RECORDS SHOWN Start Marker
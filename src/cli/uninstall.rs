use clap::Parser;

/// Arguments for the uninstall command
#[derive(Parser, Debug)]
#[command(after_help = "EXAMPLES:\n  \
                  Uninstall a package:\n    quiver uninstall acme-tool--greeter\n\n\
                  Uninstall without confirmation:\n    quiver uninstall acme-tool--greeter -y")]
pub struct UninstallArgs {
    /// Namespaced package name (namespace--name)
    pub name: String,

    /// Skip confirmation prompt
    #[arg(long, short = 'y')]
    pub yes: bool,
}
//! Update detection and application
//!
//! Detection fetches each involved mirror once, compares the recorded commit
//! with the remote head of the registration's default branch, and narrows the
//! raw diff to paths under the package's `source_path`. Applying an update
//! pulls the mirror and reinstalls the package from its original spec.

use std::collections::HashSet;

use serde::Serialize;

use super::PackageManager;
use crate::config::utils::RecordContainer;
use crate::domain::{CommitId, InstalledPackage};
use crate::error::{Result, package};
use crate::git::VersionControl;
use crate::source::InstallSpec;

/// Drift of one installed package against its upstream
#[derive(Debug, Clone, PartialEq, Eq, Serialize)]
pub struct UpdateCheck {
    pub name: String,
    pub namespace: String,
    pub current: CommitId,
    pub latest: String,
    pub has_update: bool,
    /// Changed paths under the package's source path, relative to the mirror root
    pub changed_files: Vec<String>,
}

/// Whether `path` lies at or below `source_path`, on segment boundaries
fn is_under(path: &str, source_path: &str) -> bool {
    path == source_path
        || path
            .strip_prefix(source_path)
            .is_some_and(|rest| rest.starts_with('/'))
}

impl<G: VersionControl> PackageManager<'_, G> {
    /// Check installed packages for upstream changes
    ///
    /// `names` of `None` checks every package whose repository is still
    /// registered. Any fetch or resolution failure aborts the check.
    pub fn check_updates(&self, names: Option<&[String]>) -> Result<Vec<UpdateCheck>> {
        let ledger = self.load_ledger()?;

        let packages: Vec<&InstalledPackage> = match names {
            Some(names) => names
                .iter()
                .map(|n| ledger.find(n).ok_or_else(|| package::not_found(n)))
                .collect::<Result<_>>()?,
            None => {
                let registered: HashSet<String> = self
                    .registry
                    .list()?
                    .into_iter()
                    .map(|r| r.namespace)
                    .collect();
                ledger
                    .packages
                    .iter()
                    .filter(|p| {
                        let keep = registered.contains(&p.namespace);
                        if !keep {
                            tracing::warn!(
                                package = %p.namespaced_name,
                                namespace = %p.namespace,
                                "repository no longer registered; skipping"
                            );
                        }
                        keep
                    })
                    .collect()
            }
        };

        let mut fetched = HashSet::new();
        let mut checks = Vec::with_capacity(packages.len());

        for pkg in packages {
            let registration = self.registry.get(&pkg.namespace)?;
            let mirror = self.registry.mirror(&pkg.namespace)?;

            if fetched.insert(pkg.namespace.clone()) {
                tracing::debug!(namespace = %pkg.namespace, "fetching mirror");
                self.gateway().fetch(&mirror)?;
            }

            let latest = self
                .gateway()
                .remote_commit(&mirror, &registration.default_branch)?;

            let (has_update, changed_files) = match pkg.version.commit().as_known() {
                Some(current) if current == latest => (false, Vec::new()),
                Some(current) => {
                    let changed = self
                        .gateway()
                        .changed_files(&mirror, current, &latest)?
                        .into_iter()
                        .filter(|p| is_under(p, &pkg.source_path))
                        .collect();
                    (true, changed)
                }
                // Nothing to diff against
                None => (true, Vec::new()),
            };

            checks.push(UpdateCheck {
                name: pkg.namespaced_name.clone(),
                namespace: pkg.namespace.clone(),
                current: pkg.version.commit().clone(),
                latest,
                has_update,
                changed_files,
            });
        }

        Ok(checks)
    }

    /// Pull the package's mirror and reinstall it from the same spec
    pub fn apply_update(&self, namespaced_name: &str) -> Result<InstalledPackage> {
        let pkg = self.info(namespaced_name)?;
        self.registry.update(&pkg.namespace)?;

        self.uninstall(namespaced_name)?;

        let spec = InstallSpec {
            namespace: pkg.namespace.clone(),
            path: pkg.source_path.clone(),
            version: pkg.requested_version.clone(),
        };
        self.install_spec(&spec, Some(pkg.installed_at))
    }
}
RECORDS SHOWN End Marker
RECORDS SHOWN Start Marker
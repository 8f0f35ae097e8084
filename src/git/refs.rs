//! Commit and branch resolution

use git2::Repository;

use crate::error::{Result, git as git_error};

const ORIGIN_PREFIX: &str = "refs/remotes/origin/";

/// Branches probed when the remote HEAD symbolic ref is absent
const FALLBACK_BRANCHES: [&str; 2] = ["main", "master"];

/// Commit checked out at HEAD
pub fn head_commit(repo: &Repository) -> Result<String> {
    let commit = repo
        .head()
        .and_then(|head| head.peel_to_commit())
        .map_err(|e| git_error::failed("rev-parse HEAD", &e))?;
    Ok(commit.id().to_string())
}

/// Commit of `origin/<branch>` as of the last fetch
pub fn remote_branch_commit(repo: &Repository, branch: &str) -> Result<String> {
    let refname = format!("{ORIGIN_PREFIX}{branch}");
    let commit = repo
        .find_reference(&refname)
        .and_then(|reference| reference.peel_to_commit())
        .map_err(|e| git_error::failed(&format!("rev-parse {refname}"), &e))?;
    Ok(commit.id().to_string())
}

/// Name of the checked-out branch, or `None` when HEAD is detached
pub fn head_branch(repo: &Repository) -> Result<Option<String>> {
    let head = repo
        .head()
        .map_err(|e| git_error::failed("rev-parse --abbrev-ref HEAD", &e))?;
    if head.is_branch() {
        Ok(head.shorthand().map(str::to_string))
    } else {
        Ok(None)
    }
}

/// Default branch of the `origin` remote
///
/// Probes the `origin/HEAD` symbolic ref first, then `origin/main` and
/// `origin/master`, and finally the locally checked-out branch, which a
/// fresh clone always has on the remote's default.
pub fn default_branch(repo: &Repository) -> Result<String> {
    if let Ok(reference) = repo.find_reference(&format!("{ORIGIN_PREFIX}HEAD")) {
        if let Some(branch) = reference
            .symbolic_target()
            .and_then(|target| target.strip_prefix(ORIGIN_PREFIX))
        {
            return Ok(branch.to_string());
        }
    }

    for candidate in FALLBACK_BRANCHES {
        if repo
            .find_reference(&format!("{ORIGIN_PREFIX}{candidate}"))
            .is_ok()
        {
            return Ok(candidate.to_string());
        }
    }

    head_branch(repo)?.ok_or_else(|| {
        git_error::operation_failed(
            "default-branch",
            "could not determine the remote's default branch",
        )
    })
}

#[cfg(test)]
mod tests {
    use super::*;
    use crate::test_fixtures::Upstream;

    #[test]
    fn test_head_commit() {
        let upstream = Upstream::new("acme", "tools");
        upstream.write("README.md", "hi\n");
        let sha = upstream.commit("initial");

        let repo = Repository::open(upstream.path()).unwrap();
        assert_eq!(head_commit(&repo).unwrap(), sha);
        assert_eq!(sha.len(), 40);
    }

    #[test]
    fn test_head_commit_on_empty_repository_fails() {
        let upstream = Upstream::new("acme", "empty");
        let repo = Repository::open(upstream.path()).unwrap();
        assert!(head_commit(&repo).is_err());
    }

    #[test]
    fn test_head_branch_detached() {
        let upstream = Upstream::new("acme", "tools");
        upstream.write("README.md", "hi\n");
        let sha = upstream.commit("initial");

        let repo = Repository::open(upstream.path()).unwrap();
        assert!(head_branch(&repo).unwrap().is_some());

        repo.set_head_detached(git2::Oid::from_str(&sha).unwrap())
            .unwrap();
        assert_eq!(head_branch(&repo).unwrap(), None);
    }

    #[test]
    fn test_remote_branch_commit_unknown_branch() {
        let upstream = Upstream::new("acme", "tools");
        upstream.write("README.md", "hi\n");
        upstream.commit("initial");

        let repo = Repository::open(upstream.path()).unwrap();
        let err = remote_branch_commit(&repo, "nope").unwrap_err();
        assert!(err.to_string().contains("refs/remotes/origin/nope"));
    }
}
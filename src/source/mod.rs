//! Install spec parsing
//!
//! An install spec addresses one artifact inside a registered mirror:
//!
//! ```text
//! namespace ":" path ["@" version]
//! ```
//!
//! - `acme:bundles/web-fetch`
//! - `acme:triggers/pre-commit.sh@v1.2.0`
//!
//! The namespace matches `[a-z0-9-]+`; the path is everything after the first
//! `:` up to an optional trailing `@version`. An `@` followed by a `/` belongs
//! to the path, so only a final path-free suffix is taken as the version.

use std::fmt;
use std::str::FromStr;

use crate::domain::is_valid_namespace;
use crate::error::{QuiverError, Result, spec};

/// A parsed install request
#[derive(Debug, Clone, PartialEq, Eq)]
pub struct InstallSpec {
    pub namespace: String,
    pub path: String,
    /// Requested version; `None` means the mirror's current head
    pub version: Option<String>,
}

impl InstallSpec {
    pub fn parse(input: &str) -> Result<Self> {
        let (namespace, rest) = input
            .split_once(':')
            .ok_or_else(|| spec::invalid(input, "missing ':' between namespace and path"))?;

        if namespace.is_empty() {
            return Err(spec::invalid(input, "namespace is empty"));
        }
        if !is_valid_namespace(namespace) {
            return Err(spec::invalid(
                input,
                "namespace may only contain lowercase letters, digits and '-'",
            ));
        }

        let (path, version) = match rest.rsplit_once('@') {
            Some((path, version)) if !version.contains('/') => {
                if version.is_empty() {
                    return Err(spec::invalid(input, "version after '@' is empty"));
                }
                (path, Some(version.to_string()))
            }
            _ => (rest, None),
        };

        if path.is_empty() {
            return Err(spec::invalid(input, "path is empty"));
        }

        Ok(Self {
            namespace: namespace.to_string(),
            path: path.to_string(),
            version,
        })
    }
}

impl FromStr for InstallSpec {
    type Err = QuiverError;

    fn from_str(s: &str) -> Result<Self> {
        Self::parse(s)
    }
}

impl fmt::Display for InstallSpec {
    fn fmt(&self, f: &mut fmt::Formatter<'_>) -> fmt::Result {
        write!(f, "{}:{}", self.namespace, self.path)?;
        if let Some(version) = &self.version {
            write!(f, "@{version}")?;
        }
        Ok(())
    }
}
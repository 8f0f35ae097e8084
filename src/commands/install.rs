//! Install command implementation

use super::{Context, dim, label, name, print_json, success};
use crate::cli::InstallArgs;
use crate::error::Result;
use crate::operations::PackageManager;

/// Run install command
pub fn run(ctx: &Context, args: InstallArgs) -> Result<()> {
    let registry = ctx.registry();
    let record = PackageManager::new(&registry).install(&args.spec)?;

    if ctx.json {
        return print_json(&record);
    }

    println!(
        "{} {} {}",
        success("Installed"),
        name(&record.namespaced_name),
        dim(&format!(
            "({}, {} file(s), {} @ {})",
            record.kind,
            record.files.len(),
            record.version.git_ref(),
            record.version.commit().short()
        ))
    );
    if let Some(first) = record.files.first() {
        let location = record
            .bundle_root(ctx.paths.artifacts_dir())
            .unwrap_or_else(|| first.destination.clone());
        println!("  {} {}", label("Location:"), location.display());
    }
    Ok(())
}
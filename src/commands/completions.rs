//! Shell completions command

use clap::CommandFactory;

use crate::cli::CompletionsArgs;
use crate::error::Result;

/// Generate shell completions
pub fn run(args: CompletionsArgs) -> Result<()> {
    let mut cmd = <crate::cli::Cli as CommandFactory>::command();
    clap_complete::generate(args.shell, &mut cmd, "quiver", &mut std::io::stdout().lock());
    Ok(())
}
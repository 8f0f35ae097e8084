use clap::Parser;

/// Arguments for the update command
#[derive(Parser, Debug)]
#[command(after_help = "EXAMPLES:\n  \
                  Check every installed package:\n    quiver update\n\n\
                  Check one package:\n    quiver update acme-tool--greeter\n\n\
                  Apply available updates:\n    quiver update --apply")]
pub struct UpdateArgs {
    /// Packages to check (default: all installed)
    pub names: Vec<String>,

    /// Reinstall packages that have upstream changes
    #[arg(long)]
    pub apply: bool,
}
RECORDS SHOWN End Marker
* WORK TO BE COMPLETED:
Every line of the listing that includes the word "bool" forms the answer.

* PROBLEM SOLUTION:
    pub yes: bool,
    pub has_update: bool,
fn is_under(path: &str, source_path: &str) -> bool {
    pub apply: bool,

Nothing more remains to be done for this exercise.